▸ TASK INSTRUCTIONS
In the data below, locate each line with the word "crate" and list it.
-- -- --
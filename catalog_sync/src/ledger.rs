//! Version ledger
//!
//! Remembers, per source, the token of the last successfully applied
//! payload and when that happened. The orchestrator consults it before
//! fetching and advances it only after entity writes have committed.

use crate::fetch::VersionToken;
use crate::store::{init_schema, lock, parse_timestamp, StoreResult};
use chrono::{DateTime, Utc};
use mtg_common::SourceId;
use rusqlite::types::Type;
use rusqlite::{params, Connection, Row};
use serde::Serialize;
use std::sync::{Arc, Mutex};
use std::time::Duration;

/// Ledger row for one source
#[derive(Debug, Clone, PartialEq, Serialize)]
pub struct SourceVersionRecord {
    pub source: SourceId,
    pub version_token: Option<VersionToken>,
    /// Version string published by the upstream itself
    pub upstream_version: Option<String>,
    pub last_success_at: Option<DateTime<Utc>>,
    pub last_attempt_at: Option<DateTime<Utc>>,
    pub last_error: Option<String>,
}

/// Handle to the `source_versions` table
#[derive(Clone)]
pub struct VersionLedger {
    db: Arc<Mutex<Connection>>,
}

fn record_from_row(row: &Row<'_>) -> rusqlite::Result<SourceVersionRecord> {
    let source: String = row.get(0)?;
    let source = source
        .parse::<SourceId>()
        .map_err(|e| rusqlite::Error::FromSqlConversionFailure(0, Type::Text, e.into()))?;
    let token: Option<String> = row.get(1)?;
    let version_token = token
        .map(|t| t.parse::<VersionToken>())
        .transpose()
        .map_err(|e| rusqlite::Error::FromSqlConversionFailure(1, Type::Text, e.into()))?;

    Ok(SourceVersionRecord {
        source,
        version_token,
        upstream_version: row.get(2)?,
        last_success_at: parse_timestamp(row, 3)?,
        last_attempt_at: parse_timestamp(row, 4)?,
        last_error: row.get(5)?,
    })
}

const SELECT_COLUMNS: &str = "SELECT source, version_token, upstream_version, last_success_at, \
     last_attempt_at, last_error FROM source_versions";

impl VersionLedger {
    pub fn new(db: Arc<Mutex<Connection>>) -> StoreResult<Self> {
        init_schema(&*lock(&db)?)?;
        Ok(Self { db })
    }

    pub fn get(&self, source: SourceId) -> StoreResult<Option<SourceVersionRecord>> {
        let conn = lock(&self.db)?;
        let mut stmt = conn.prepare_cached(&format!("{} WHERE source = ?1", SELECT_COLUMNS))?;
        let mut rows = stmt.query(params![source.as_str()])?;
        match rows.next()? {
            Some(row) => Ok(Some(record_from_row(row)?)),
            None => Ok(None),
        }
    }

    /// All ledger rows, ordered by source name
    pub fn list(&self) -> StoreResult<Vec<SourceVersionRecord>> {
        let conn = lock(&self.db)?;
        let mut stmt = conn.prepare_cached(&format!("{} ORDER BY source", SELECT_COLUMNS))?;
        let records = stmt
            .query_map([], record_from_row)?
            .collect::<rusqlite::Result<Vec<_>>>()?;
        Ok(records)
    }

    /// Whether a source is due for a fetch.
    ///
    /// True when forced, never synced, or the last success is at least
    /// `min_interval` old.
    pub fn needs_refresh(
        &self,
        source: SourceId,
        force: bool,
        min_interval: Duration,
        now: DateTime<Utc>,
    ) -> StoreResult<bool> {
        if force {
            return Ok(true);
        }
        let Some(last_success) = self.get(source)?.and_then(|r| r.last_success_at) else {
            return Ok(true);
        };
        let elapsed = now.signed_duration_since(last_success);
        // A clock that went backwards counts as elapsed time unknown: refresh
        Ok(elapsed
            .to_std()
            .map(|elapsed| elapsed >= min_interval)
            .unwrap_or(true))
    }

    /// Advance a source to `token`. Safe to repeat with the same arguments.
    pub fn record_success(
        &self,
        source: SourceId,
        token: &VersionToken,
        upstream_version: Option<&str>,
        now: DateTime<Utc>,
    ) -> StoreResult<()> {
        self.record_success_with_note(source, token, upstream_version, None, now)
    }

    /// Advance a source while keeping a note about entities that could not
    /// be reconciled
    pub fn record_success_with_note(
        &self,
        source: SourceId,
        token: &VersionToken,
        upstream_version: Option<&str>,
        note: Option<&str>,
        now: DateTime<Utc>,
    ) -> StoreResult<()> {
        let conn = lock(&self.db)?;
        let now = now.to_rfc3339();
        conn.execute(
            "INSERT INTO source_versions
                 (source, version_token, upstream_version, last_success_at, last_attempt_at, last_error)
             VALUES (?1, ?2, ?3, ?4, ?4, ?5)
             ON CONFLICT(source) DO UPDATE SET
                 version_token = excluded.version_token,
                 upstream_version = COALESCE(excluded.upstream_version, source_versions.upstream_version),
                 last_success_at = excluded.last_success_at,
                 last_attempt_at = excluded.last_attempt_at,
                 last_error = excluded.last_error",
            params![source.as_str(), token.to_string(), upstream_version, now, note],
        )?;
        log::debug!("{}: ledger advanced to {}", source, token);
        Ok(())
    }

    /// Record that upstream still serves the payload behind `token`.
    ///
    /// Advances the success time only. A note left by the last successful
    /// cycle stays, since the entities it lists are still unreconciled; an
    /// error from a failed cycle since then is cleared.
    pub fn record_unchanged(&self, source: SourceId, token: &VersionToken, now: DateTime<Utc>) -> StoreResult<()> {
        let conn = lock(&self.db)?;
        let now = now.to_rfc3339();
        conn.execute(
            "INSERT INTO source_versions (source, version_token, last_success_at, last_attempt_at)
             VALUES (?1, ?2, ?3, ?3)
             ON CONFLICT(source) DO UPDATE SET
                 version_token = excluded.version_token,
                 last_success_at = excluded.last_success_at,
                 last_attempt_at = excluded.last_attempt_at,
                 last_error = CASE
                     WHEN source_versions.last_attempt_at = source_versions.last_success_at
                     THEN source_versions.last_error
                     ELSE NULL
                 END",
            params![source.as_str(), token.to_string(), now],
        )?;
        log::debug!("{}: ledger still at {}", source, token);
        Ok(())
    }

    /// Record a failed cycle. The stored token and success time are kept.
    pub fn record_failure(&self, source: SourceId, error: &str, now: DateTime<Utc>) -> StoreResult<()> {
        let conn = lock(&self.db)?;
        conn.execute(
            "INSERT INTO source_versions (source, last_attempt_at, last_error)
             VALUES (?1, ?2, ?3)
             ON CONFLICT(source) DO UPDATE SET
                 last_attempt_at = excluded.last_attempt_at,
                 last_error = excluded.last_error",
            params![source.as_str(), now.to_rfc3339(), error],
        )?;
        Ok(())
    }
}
-- -- --
▸ YOUR RESPONSE
use crate::fetch::VersionToken;
use crate::store::{init_schema, lock, parse_timestamp, StoreResult};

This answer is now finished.